:: Exercise objective ::
Taking the listing below, restate word for word each line from the line with "let kernels: f64 = values" to the line with "density(candidate, &good_values, good_bandwidth, width)", ends included, and stop there.

==================================================

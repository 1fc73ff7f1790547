//! Hyperparameter samplers.
//!
//! A sampler proposes assignments, receives intermediate values through
//! [`Sampler::report`] (answering with a pruning decision) and learns the
//! final outcome of every trial through [`Sampler::tell`].
use std::f64::consts::PI;

use rand::{Rng, SeedableRng};
use rand_xorshift::XorShiftRng;
use serde::{Deserialize, Serialize};
use tracing::debug;

use super::pruner::{NopPruner, Pruner, PruningStore};
use super::space::{Assignment, ParamValue, ParameterDomain, SearchSpace};
use super::trial::{best_of, TrialRecord, TrialStatus};
use crate::{ConfigurationError, TrialId};

/// Answer to an intermediate report.
#[derive(Clone, Copy, Debug, PartialEq, Eq)]
pub enum PruneDecision {
    /// Keep training.
    Continue,
    /// Stop the trial now.
    Prune,
}

/// Capability of proposing hyperparameters and judging trial progress.
pub trait Sampler: Send {
    /// Propose an assignment for `trial_id`.
    fn suggest(&mut self, trial_id: TrialId, space: &SearchSpace) -> Assignment;
    /// Record an intermediate value and decide whether to prune.
    fn report(&mut self, trial_id: TrialId, step: usize, value: f64) -> PruneDecision;
    /// Learn the outcome of a finished trial.
    fn tell(&mut self, record: &TrialRecord);
    /// Best completed trial seen so far.
    fn best(&self) -> Option<&TrialRecord>;
}

/// Finished trials and pruning state shared by the samplers.
#[derive(Debug)]
struct Observations {
    finished: Vec<TrialRecord>,
    store: PruningStore,
    pruner: Box<dyn Pruner>,
}

impl Observations {
    fn new() -> Self {
        Observations {
            finished: Vec::new(),
            store: PruningStore::new(),
            pruner: Box::new(NopPruner),
        }
    }

    fn report(&mut self, trial_id: TrialId, step: usize, value: f64) -> PruneDecision {
        self.store.record(trial_id, step, value);

        if self.pruner.should_prune(trial_id, step, value, &self.store) {
            PruneDecision::Prune
        } else {
            PruneDecision::Continue
        }
    }

    fn tell(&mut self, record: &TrialRecord) {
        self.finished.push(record.clone());
    }

    fn best(&self) -> Option<&TrialRecord> {
        best_of(&self.finished)
    }
}

/// Independent uniform draws from the search space.
#[derive(Debug)]
pub struct RandomSampler {
    rng: XorShiftRng,
    observations: Observations,
}

impl RandomSampler {
    /// A sampler drawing from a stream seeded with `seed`.
    pub fn new(seed: u64) -> Self {
        RandomSampler {
            rng: XorShiftRng::seed_from_u64(seed),
            observations: Observations::new(),
        }
    }

    /// Use `pruner` to answer reports.
    pub fn with_pruner<P: Pruner + 'static>(mut self, pruner: P) -> Self {
        self.observations.pruner = Box::new(pruner);
        self
    }
}

impl Sampler for RandomSampler {
    fn suggest(&mut self, _: TrialId, space: &SearchSpace) -> Assignment {
        space.sample(&mut self.rng)
    }

    fn report(&mut self, trial_id: TrialId, step: usize, value: f64) -> PruneDecision {
        self.observations.report(trial_id, step, value)
    }

    fn tell(&mut self, record: &TrialRecord) {
        self.observations.tell(record)
    }

    fn best(&self) -> Option<&TrialRecord> {
        self.observations.best()
    }
}

/// Settings of the Tree-structured Parzen Estimator.
#[derive(Clone, Debug, PartialEq, Serialize, Deserialize)]
#[serde(default)]
pub struct TpeConfig {
    /// Fraction of completed trials forming the good group.
    pub gamma: f64,
    /// Completed trials needed before modelling starts.
    pub n_startup_trials: usize,
    /// Candidates scored per numeric parameter.
    pub n_candidates: usize,
}

impl Default for TpeConfig {
    fn default() -> Self {
        TpeConfig {
            gamma: 0.25,
            n_startup_trials: 10,
            n_candidates: 24,
        }
    }
}

impl TpeConfig {
    /// Check `gamma` lies in `(0, 1)` and at least one candidate is drawn.
    pub fn validate(&self) -> Result<(), ConfigurationError> {
        if !(self.gamma > 0.0 && self.gamma < 1.0) {
            return Err(ConfigurationError::InvalidOptimizerConfig(format!(
                "gamma must lie in (0, 1), got {}",
                self.gamma
            )));
        }
        if self.n_candidates == 0 {
            return Err(ConfigurationError::InvalidOptimizerConfig(
                "n_candidates must be positive".to_owned(),
            ));
        }
        Ok(())
    }
}

/// Tree-structured Parzen Estimator, maximizing the target.
///
/// Completed trials are ranked by value; the top `gamma` fraction forms the
/// good group and the rest, together with every pruned trial, the bad
/// group. Numeric parameters take the candidate maximizing the ratio of the
/// good and bad kernel density estimates; categorical ones are drawn in
/// proportion to smoothed count ratios.
#[derive(Debug)]
pub struct TpeSampler {
    rng: XorShiftRng,
    observations: Observations,
    config: TpeConfig,
}

impl TpeSampler {
    /// A sampler with default settings seeded with `seed`.
    pub fn new(seed: u64) -> Self {
        TpeSampler {
            rng: XorShiftRng::seed_from_u64(seed),
            observations: Observations::new(),
            config: TpeConfig::default(),
        }
    }

    /// Replace the settings.
    pub fn with_config(mut self, config: TpeConfig) -> Self {
        self.config = config;
        self
    }

    /// Use `pruner` to answer reports.
    pub fn with_pruner<P: Pruner + 'static>(mut self, pruner: P) -> Self {
        self.observations.pruner = Box::new(pruner);
        self
    }
}

impl Sampler for TpeSampler {
    fn suggest(&mut self, trial_id: TrialId, space: &SearchSpace) -> Assignment {
        let finished = &self.observations.finished;
        let mut completed: Vec<&TrialRecord> = finished
            .iter()
            .filter(|record| record.is_completed())
            .collect();

        if completed.len() < self.config.n_startup_trials.max(2) {
            return space.sample(&mut self.rng);
        }

        completed.sort_by(|x, y| {
            let x_value = x.value.unwrap_or(f64::NEG_INFINITY);
            let y_value = y.value.unwrap_or(f64::NEG_INFINITY);
            y_value
                .total_cmp(&x_value)
                .then(x.trial_id.cmp(&y.trial_id))
        });

        let n_good = ((self.config.gamma * completed.len() as f64).ceil() as usize)
            .clamp(1, completed.len() - 1);
        let (good, rest) = completed.split_at(n_good);
        let bad: Vec<&TrialRecord> = rest
            .iter()
            .cloned()
            .chain(
                finished
                    .iter()
                    .filter(|record| record.status == TrialStatus::Pruned),
            )
            .collect();

        debug!(
            trial_id,
            n_good = good.len(),
            n_bad = bad.len(),
            "Sampling from Parzen estimators"
        );

        space
            .iter()
            .map(|(name, domain)| {
                let value = match domain {
                    ParameterDomain::Categorical { choices } => {
                        sample_categorical(name, choices, good, &bad, &mut self.rng)
                    }
                    _ => sample_numeric(
                        name,
                        domain,
                        good,
                        &bad,
                        self.config.n_candidates,
                        &mut self.rng,
                    ),
                };
                (name.to_owned(), value)
            })
            .collect()
    }

    fn report(&mut self, trial_id: TrialId, step: usize, value: f64) -> PruneDecision {
        self.observations.report(trial_id, step, value)
    }

    fn tell(&mut self, record: &TrialRecord) {
        self.observations.tell(record)
    }

    fn best(&self) -> Option<&TrialRecord> {
        self.observations.best()
    }
}

fn standard_normal<R: Rng>(rng: &mut R) -> f64 {
    let u1: f64 = rng.gen::<f64>().max(1e-12);
    let u2: f64 = rng.gen();
    (-2.0 * u1.ln()).sqrt() * (2.0 * PI * u2).cos()
}

/// Scott's rule, kept within 1% and 50% of the working width.
fn bandwidth(values: &[f64], width: f64) -> f64 {
    let n = values.len() as f64;
    let std = if values.len() < 2 {
        width
    } else {
        let mean = values.iter().sum::<f64>() / n;
        (values.iter().map(|x| (x - mean).powi(2)).sum::<f64>() / (n - 1.0)).sqrt()
    };

    (std * n.max(1.0).powf(-0.2)).clamp(width * 0.01, width * 0.5)
}

/// Gaussian mixture over `values` plus one uniform prior component.
fn density(x: f64, values: &[f64], bandwidth: f64, width: f64) -> f64 {
    let norm = bandwidth * (2.0 * PI).sqrt();
    let kernels: f64 = values
        .iter()
        .map(|v| (-(x - v).powi(2) / (2.0 * bandwidth.powi(2))).exp() / norm)
        .sum();

    (kernels + 1.0 / width) / (values.len() + 1) as f64
}

fn sample_numeric<R: Rng>(
    name: &str,
    domain: &ParameterDomain,
    good: &[&TrialRecord],
    bad: &[&TrialRecord],
    n_candidates: usize,
    rng: &mut R,
) -> ParamValue {
    let (low, high) = domain.internal_bounds();
    let observed = |trials: &[&TrialRecord]| -> Vec<f64> {
        trials
            .iter()
            .filter_map(|record| record.params.get(name))
            .filter_map(|value| domain.to_internal(value))
            .filter(|x| x.is_finite())
            .collect()
    };
    let good_values = observed(good);
    let bad_values = observed(bad);

    let width = high - low;
    if good_values.is_empty() || width <= 0.0 {
        return domain.sample(rng);
    }

    let good_bandwidth = bandwidth(&good_values, width);
    let bad_bandwidth = bandwidth(&bad_values, width);

    let mut best_candidate = low;
    let mut best_ratio = f64::NEG_INFINITY;

    for _ in 0..n_candidates {
        let base = good_values[rng.gen_range(0..good_values.len())];
        let candidate = (base + good_bandwidth * standard_normal(rng)).clamp(low, high);

        let ratio = density(candidate, &good_values, good_bandwidth, width)
            / (density(candidate, &bad_values, bad_bandwidth, width) + 1e-12);

        if ratio > best_ratio {
            best_ratio = ratio;
            best_candidate = candidate;
        }
    }

    domain.from_internal(best_candidate)
}

fn sample_categorical<R: Rng>(
    name: &str,
    choices: &[String],
    good: &[&TrialRecord],
    bad: &[&TrialRecord],
    rng: &mut R,
) -> ParamValue {
    let count = |trials: &[&TrialRecord]| {
        let mut counts = vec![0usize; choices.len()];
        for record in trials {
            if let Some(ParamValue::Categorical(choice)) = record.params.get(name) {
                if let Some(idx) = choices.iter().position(|c| c == choice) {
                    counts[idx] += 1;
                }
            }
        }
        counts
    };
    let good_counts = count(good);
    let bad_counts = count(bad);

    let weights: Vec<f64> = good_counts
        .iter()
        .zip(bad_counts.iter())
        .map(|(l, g)| (l + 1) as f64 / (g + 1) as f64)
        .collect();
    let total: f64 = weights.iter().sum();

    let threshold = rng.gen::<f64>() * total;
    let mut cumulative = 0.0;
    for (choice, weight) in choices.iter().zip(weights) {
        cumulative += weight;
        if threshold < cumulative {
            return ParamValue::Categorical(choice.clone());
        }
    }

    ParamValue::Categorical(choices[choices.len() - 1].clone())
}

==================================================

:: Result for this exercise ::
    let kernels: f64 = values
        .iter()
        .map(|v| (-(x - v).powi(2) / (2.0 * bandwidth.powi(2))).exp() / norm)
        .sum();

    (kernels + 1.0 / width) / (values.len() + 1) as f64
}

fn sample_numeric<R: Rng>(
    name: &str,
    domain: &ParameterDomain,
    good: &[&TrialRecord],
    bad: &[&TrialRecord],
    n_candidates: usize,
    rng: &mut R,
) -> ParamValue {
    let (low, high) = domain.internal_bounds();
    let observed = |trials: &[&TrialRecord]| -> Vec<f64> {
        trials
            .iter()
            .filter_map(|record| record.params.get(name))
            .filter_map(|value| domain.to_internal(value))
            .filter(|x| x.is_finite())
            .collect()
    };
    let good_values = observed(good);
    let bad_values = observed(bad);

    let width = high - low;
    if good_values.is_empty() || width <= 0.0 {
        return domain.sample(rng);
    }

    let good_bandwidth = bandwidth(&good_values, width);
    let bad_bandwidth = bandwidth(&bad_values, width);

    let mut best_candidate = low;
    let mut best_ratio = f64::NEG_INFINITY;

    for _ in 0..n_candidates {
        let base = good_values[rng.gen_range(0..good_values.len())];
        let candidate = (base + good_bandwidth * standard_normal(rng)).clamp(low, high);

        let ratio = density(candidate, &good_values, good_bandwidth, width)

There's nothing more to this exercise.